A little present was dropped into the alternative world on Feb. 9 when MGMT released their fourth album, Little Dark Age, into the limelight. MGMT, famous for their hits “Electric Feel” and “Time to Pretend,” has battled the mainstream by constantly altering their sound.

This new album presented a strong statement after several years of sideswipe by fans. Little Dark Age accomplishes this statement by utilizing modern psychedelic with dark humored punk. The themes that dominated their most popular album, Oracular Spectacular, are held true in their newest exploration. Themes of chaos, anxiety and technology mesmerize the listener in a helter-skelter swirl of electronics.

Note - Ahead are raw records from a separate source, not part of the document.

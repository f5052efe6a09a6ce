use super::types::response;
use crate::{modules::order::repository, types::Context, utils::pagination::Pagination};
use std::sync::Arc;

pub async fn service(ctx: Arc<Context>, pagination: Pagination) -> response::Response {
    repository::find_available(&ctx.db_conn.pool, pagination)
        .await
        .map(response::Success::Orders)
        .map_err(|_| response::Error::FailedToFetchOrders)
}
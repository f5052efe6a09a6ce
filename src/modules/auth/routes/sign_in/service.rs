use super::types::{request, response};
use crate::{
    modules::{auth::service, user},
    types::Context,
    utils::password,
};
use std::sync::Arc;
use validator::Validate;

pub async fn service(ctx: Arc<Context>, payload: request::Payload) -> response::Response {
    payload.validate().map_err(|errors| {
        tracing::warn!("Failed to validate payload: {errors}");
        response::Error::FailedToValidate(errors)
    })?;

    let user = user::repository::find_by_identifier(&ctx.db_conn.pool, payload.identifier)
        .await
        .map_err(|_| response::Error::UnexpectedError)?
        .ok_or(response::Error::InvalidCredentials)?;

    if user.is_deleted {
        return Err(response::Error::InvalidCredentials);
    }

    let password_matches = password::verify(payload.password, user.password_hash.clone())
        .await
        .map_err(|_| response::Error::UnexpectedError)?;

    if !password_matches {
        return Err(response::Error::InvalidCredentials);
    }

    user::repository::can_sign_in(&user).map_err(|status| match status {
        user::repository::Status::Banned => response::Error::AccountBanned,
        _ => response::Error::AccountPending,
    })?;

    let tokens = service::auth::create_session(ctx.clone(), user.id.clone())
        .await
        .map_err(|_| response::Error::FailedToCreateSession)?;

    tracing::debug!("User {} signed in", user.id);

    Ok(response::Success::SignedIn(tokens.into(), user))
}
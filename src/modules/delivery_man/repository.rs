use chrono::NaiveDateTime;
use serde::{Deserialize, Serialize};
use sqlx::PgExecutor;
use ulid::Ulid;

use crate::utils::pagination::{Paginated, Pagination};

#[derive(Serialize, Clone, Debug, sqlx::FromRow)]
pub struct DeliveryMan {
    pub id: String,
    pub user_id: String,
    pub vehicle: String,
    pub is_available: bool,
    pub created_at: NaiveDateTime,
    pub updated_at: Option<NaiveDateTime>,
}

/// A delivery man with the contact details of the owning account.
#[derive(Serialize, Clone, Debug, sqlx::FromRow)]
pub struct DeliveryManProfile {
    #[sqlx(flatten)]
    #[serde(flatten)]
    pub delivery_man: DeliveryMan,
    pub first_name: String,
    pub last_name: String,
    pub phone_number: String,
}

#[derive(Debug)]
pub enum Error {
    UnexpectedError,
}

type Result<T> = std::result::Result<T, Error>;

pub async fn create<'e, E: PgExecutor<'e>>(
    e: E,
    user_id: String,
    vehicle: String,
) -> Result<DeliveryMan> {
    sqlx::query_as::<_, DeliveryMan>(
        "
        INSERT INTO delivery_men (id, user_id, vehicle)
        VALUES ($1, $2, $3)
        RETURNING *
        ",
    )
    .bind(Ulid::new().to_string())
    .bind(user_id.clone())
    .bind(vehicle)
    .fetch_one(e)
    .await
    .map_err(|err| {
        tracing::error!(
            "Error occurred while creating delivery man for user {}: {}",
            user_id,
            err
        );
        Error::UnexpectedError
    })
}

pub async fn find_by_id<'e, E: PgExecutor<'e>>(e: E, id: String) -> Result<Option<DeliveryMan>> {
    sqlx::query_as::<_, DeliveryMan>("SELECT * FROM delivery_men WHERE id = $1")
        .bind(id.clone())
        .fetch_optional(e)
        .await
        .map_err(|err| {
            tracing::error!("Error occurred while fetching delivery man {}: {}", id, err);
            Error::UnexpectedError
        })
}

pub async fn find_by_user_id<'e, E: PgExecutor<'e>>(
    e: E,
    user_id: String,
) -> Result<Option<DeliveryMan>> {
    sqlx::query_as::<_, DeliveryMan>("SELECT * FROM delivery_men WHERE user_id = $1")
        .bind(user_id.clone())
        .fetch_optional(e)
        .await
        .map_err(|err| {
            tracing::error!(
                "Error occurred while fetching delivery man of user {}: {}",
                user_id,
                err
            );
            Error::UnexpectedError
        })
}

#[derive(Deserialize, Default)]
pub struct Filters {
    pub is_available: Option<bool>,
}

const FIND_MANY_CONDITION: &str = "
    users.is_deleted = FALSE
    AND ($1::BOOLEAN IS NULL OR delivery_men.is_available = $1)
";

pub async fn find_many<'e, E: PgExecutor<'e> + Copy>(
    e: E,
    pagination: Pagination,
    filters: Filters,
) -> Result<Paginated<DeliveryManProfile>> {
    let items_sql = format!(
        "
        SELECT
            delivery_men.*,
            users.first_name,
            users.last_name,
            users.phone_number
        FROM
            delivery_men
            JOIN users ON users.id = delivery_men.user_id
        WHERE {}
        ORDER BY delivery_men.created_at DESC
        LIMIT $2 OFFSET $3
        ",
        FIND_MANY_CONDITION
    );
    let count_sql = format!(
        "
        SELECT COUNT(*) FROM delivery_men
        JOIN users ON users.id = delivery_men.user_id
        WHERE {}
        ",
        FIND_MANY_CONDITION
    );

    let delivery_men = sqlx::query_as::<_, DeliveryManProfile>(&items_sql)
        .bind(filters.is_available)
        .bind(pagination.limit())
        .bind(pagination.offset())
        .fetch_all(e)
        .await
        .map_err(|err| {
            tracing::error!("Error occurred while fetching delivery men: {}", err);
            Error::UnexpectedError
        })?;

    let total = sqlx::query_scalar::<_, i64>(&count_sql)
        .bind(filters.is_available)
        .fetch_one(e)
        .await
        .map_err(|err| {
            tracing::error!("Error occurred while counting delivery men: {}", err);
            Error::UnexpectedError
        })?;

    Ok(Paginated::from_query(delivery_men, total, &pagination))
}

pub async fn set_availability<'e, E: PgExecutor<'e>>(
    e: E,
    id: String,
    is_available: bool,
) -> Result<DeliveryMan> {
    sqlx::query_as::<_, DeliveryMan>(
        "
        UPDATE delivery_men SET
            is_available = $1,
            updated_at = NOW()
        WHERE
            id = $2
        RETURNING *
        ",
    )
    .bind(is_available)
    .bind(id.clone())
    .fetch_one(e)
    .await
    .map_err(|err| {
        tracing::error!(
            "Error occurred while updating availability of delivery man {}: {}",
            id,
            err
        );
        Error::UnexpectedError
    })
}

Although the dark irony still runs through the lyrics, they really have evolved in their sound from the 60’s to something in the far future. Although they have gotten some heat about this switch, I think it complements the ultramodern topic of technology intertwined in virtually everything. If this point is not clear enough, the fifth song in the album is titled, “TSLAMP,” an acronym for “Time Spent Looking at My Phone.”

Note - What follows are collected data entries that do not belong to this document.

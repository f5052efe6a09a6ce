use super::service::service;
use crate::{modules::auth::middleware::CustomerAuth, types::Context};
use axum::{extract::State, response::IntoResponse};
use std::sync::Arc;

pub async fn handler(State(ctx): State<Arc<Context>>, auth: CustomerAuth) -> impl IntoResponse {
    service(ctx, auth).await
}
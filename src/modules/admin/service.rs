use crate::modules::{
    auth::repository::session,
    user::{self, repository::User},
};
use sqlx::PgConnection;

#[derive(Debug)]
pub enum Error {
    UnexpectedError,
}

/// True once a user has collected as many warnings as the platform tolerates.
pub fn reaches_threshold(warning_count: i64, max_warnings: i32) -> bool {
    warning_count >= i64::from(max_warnings.max(1))
}

/// Bans the user and signs them out everywhere.
pub async fn ban(conn: &mut PgConnection, user_id: String) -> Result<Option<User>, Error> {
    let Some(user) = user::repository::update_status_by_id(
        &mut *conn,
        user_id.clone(),
        user::repository::Status::Banned,
    )
    .await
    .map_err(|_| Error::UnexpectedError)?
    else {
        return Ok(None);
    };

    let revoked = session::delete_by_user_id(&mut *conn, user_id)
        .await
        .map_err(|_| Error::UnexpectedError)?;

    tracing::info!("Banned user {} and revoked {} sessions", user.id, revoked);

    Ok(Some(user))
}

#[cfg(test)]
mod tests {
    use super::*;

    #[test]
    fn ban_threshold_is_reached_at_max_warnings() {
        assert!(!reaches_threshold(2, 3));
        assert!(reaches_threshold(3, 3));
        assert!(reaches_threshold(4, 3));
    }

    #[test]
    fn threshold_never_drops_below_one() {
        assert!(!reaches_threshold(0, 0));
        assert!(reaches_threshold(1, 0));
    }
}
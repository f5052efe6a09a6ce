mod handler;

use crate::types::Context;
use axum::{routing::post, Router};
use std::sync::Arc;

pub fn get_router() -> Router<Arc<Context>> {
    Router::new().route("/", post(handler::handler))
}
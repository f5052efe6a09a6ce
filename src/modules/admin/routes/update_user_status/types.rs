pub mod request {
    use crate::modules::user::repository::Status;
    use serde::Deserialize;

    #[derive(Deserialize)]
    pub struct Body {
        pub status: Status,
    }

    pub struct Payload {
        pub id: String,
        pub body: Body,
    }
}

pub mod response {
    use crate::modules::user::repository::User;
    use axum::{extract::Json, http::StatusCode, response::IntoResponse};
    use serde_json::json;

    pub enum Success {
        User(User),
    }

    impl IntoResponse for Success {
        fn into_response(self) -> axum::response::Response {
            match self {
                Self::User(user) => (StatusCode::OK, Json(user)).into_response(),
            }
        }
    }

    pub enum Error {
        InvalidStatus,
        UserNotFound,
        FailedToUpdateStatus,
    }

    impl IntoResponse for Error {
        fn into_response(self) -> axum::response::Response {
            match self {
                Self::InvalidStatus => (
                    StatusCode::BAD_REQUEST,
                    Json(json!({ "error": "Status must be ACTIVE or BANNED" })),
                )
                    .into_response(),
                Self::UserNotFound => (
                    StatusCode::NOT_FOUND,
                    Json(json!({ "error": "User not found" })),
                )
                    .into_response(),
                Self::FailedToUpdateStatus => (
                    StatusCode::INTERNAL_SERVER_ERROR,
                    Json(json!({ "error": "Failed to update user status" })),
                )
                    .into_response(),
            }
        }
    }

    pub type Response = Result<Success, Error>;
}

Another song off the album, “She Works Out Too Much” intentionally spirals out of control as the band describes the exhaustion they feel from keeping up with social media and essentially the twenty first century lifestyle. It resembles an almost twisted circus vibe with a grain of 80’s pop. Listening to it gives me a sense of something out of a Nintendo game on repeat.

“Little Dark Age” is the most reminiscent of a MGMT song, with their tenor-toned continuity throughout a mix of electro-pop sounds. The song reminds me of a 3 a.m. space prom with heads bobbing as the repetitive beat starts to set in.

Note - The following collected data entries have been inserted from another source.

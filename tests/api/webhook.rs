use crate::helpers::{send, webhook, TestApp, SECRET_KEY};
use axum::http::StatusCode;
use bigdecimal::BigDecimal;
use food_market_backend::utils::payment;
use serde_json::{json, Value};
use sqlx::PgPool;

async fn charge(
    app: &TestApp,
    reference: &str,
    amount: i64,
    metadata: Value,
) -> (StatusCode, Value) {
    let raw = json!({
        "event": "charge.success",
        "data": { "reference": reference, "amount": amount, "metadata": metadata },
    })
    .to_string();
    let signature = payment::sign(SECRET_KEY, raw.as_bytes()).unwrap();

    send(app.router.clone(), webhook(&raw, Some(signature))).await
}

#[sqlx::test]
async fn top_up_is_credited_once_per_reference(pool: PgPool) {
    let app = TestApp::new(pool);
    let customer = app.customer().await;
    let metadata = json!({ "user_id": customer.id });

    let (status, body) = charge(&app, "topup_1", 500000, metadata.clone()).await;
    assert_eq!(status, StatusCode::OK);
    assert_eq!(body["message"], json!("Event processed"));

    let (status, body) = charge(&app, "topup_1", 500000, metadata).await;
    assert_eq!(status, StatusCode::OK);
    assert_eq!(body["message"], json!("Event ignored"));

    assert_eq!(app.balance(&customer.id).await, BigDecimal::from(5000));
    assert_eq!(
        app.count(
            "
            SELECT COUNT(*) FROM wallet_transactions
            WHERE wallet_id = (SELECT id FROM wallets WHERE owner_id = $1)
            ",
            &customer.id,
        )
        .await,
        1
    );
}

#[sqlx::test]
async fn online_order_is_marked_paid_once(pool: PgPool) {
    let app = TestApp::new(pool);
    let restaurant = app.restaurant().await;
    let (customer, address_id) = app.ready_cart(&restaurant, 1000, 0).await;

    let (status, body) = app.checkout(&customer, &address_id, "ONLINE").await;
    assert_eq!(status, StatusCode::CREATED);
    assert_eq!(body["order"]["is_paid"], json!(false));
    let order_id = body["order"]["id"].as_str().unwrap().to_string();
    let metadata = json!({ "order_id": order_id });

    let (status, body) = charge(&app, "order_1", 100000, metadata.clone()).await;
    assert_eq!(status, StatusCode::OK);
    assert_eq!(body["message"], json!("Event processed"));

    let (status, body) = charge(&app, "order_1", 100000, metadata).await;
    assert_eq!(status, StatusCode::OK);
    assert_eq!(body["message"], json!("Event ignored"));

    assert_eq!(
        app.count(
            "SELECT COUNT(*) FROM orders WHERE id = $1 AND is_paid = TRUE",
            &order_id,
        )
        .await,
        1
    );
    assert_eq!(app.balance(&customer.id).await, BigDecimal::from(0));
}
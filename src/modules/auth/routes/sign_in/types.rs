pub mod request {
    use serde::Deserialize;
    use validator::Validate;

    #[derive(Deserialize, Validate)]
    pub struct Payload {
        /// E-mail address or phone number.
        #[serde(alias = "email", alias = "phone_number")]
        #[validate(length(min = 1))]
        pub identifier: String,
        #[validate(length(min = 1))]
        pub password: String,
    }
}

pub mod response {
    use axum::{extract::Json, http::StatusCode, response::IntoResponse};
    use serde_json::json;
    use validator::ValidationErrors;

    use crate::{
        modules::{auth::service::auth::TokenPair, user::repository::User},
        utils::validation,
    };

    pub enum Success {
        SignedIn(TokenPair, User),
    }

    impl IntoResponse for Success {
        fn into_response(self) -> axum::response::Response {
            match self {
                Self::SignedIn(tokens, user) => (
                    StatusCode::OK,
                    Json(json!({
                        "access_token": tokens.access_token,
                        "refresh_token": tokens.refresh_token,
                        "access_token_expires_at": tokens.access_token_expires_at,
                        "refresh_token_expires_at": tokens.refresh_token_expires_at,
                        "user": user,
                    })),
                )
                    .into_response(),
            }
        }
    }

    pub enum Error {
        FailedToValidate(ValidationErrors),
        InvalidCredentials,
        AccountBanned,
        AccountPending,
        FailedToCreateSession,
        UnexpectedError,
    }

    impl IntoResponse for Error {
        fn into_response(self) -> axum::response::Response {
            match self {
                Self::FailedToValidate(errors) => validation::into_response(errors).into_response(),
                Self::InvalidCredentials => (
                    StatusCode::UNAUTHORIZED,
                    Json(json!({ "error": "Invalid credentials" })),
                )
                    .into_response(),
                Self::AccountBanned => (
                    StatusCode::FORBIDDEN,
                    Json(json!({ "error": "Account banned" })),
                )
                    .into_response(),
                Self::AccountPending => (
                    StatusCode::FORBIDDEN,
                    Json(json!({ "error": "Account pending approval" })),
                )
                    .into_response(),
                Self::FailedToCreateSession => (
                    StatusCode::INTERNAL_SERVER_ERROR,
                    Json(json!({ "error": "Failed to create session" })),
                )
                    .into_response(),
                Self::UnexpectedError => (
                    StatusCode::INTERNAL_SERVER_ERROR,
                    Json(json!({ "error": "Sorry an error occurred" })),
                )
                    .into_response(),
            }
        }
    }

    pub type Response = Result<Success, Error>;
}
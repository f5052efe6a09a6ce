use super::{service::service, types::request};
use crate::{modules::auth::middleware::Auth, types::Context};
use axum::{
    extract::{Json, Path, State},
    response::IntoResponse,
};
use std::sync::Arc;

pub async fn handler(
    State(ctx): State<Arc<Context>>,
    auth: Auth,
    Path(id): Path<String>,
    Json(body): Json<request::Body>,
) -> impl IntoResponse {
    service(ctx, request::Payload { id, body, auth }).await
}
use super::{service::service, types::request};
use crate::{modules::auth::middleware::AdminAuth, types::Context};
use axum::{
    extract::{Json, Path, State},
    response::IntoResponse,
};
use std::sync::Arc;

pub async fn handler(
    State(ctx): State<Arc<Context>>,
    _: AdminAuth,
    Path(id): Path<String>,
    Json(body): Json<request::Body>,
) -> impl IntoResponse {
    service(ctx, request::Payload { id, body }).await
}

The internet has blown up with regards to who the mysterious, entrancing Michael depicted in “Me and Michael” could be. The track describes a magnetic relationship that suddenly dissolved in a wave of unforeseen changes. This song upholds the coming-of-age angst represented in the alternative genre as a whole.

“Days That Got Away” heightens the underlying sense of anxiety throughout the album. The words “days that got away” are repeated over and over as hypersonic noises speed through, indicating a sense of urgency of time. This track is followed immediately by “One Thing Left to Try” which exercises lyrics as a proponent of anxiety. Lyrics like “I don’t want to die! Wishing I’d done something more than what’s required” lay the foundation for this existential crisis of a song.

My main grievance with the album is that there are no real bangers like the ones that have existed in their earlier albums. I see the album as more of a continuous art form than something I would casually listen to on a Friday night. There is a targeted audience for sure — those wishing to indulge in a psychedelic atmosphere or those who relish the softcore nihilism of punk. That being said, I support the band’s attempt to present their identity in a strong way. It is hallucinogenic to say the least, so do with that what you will.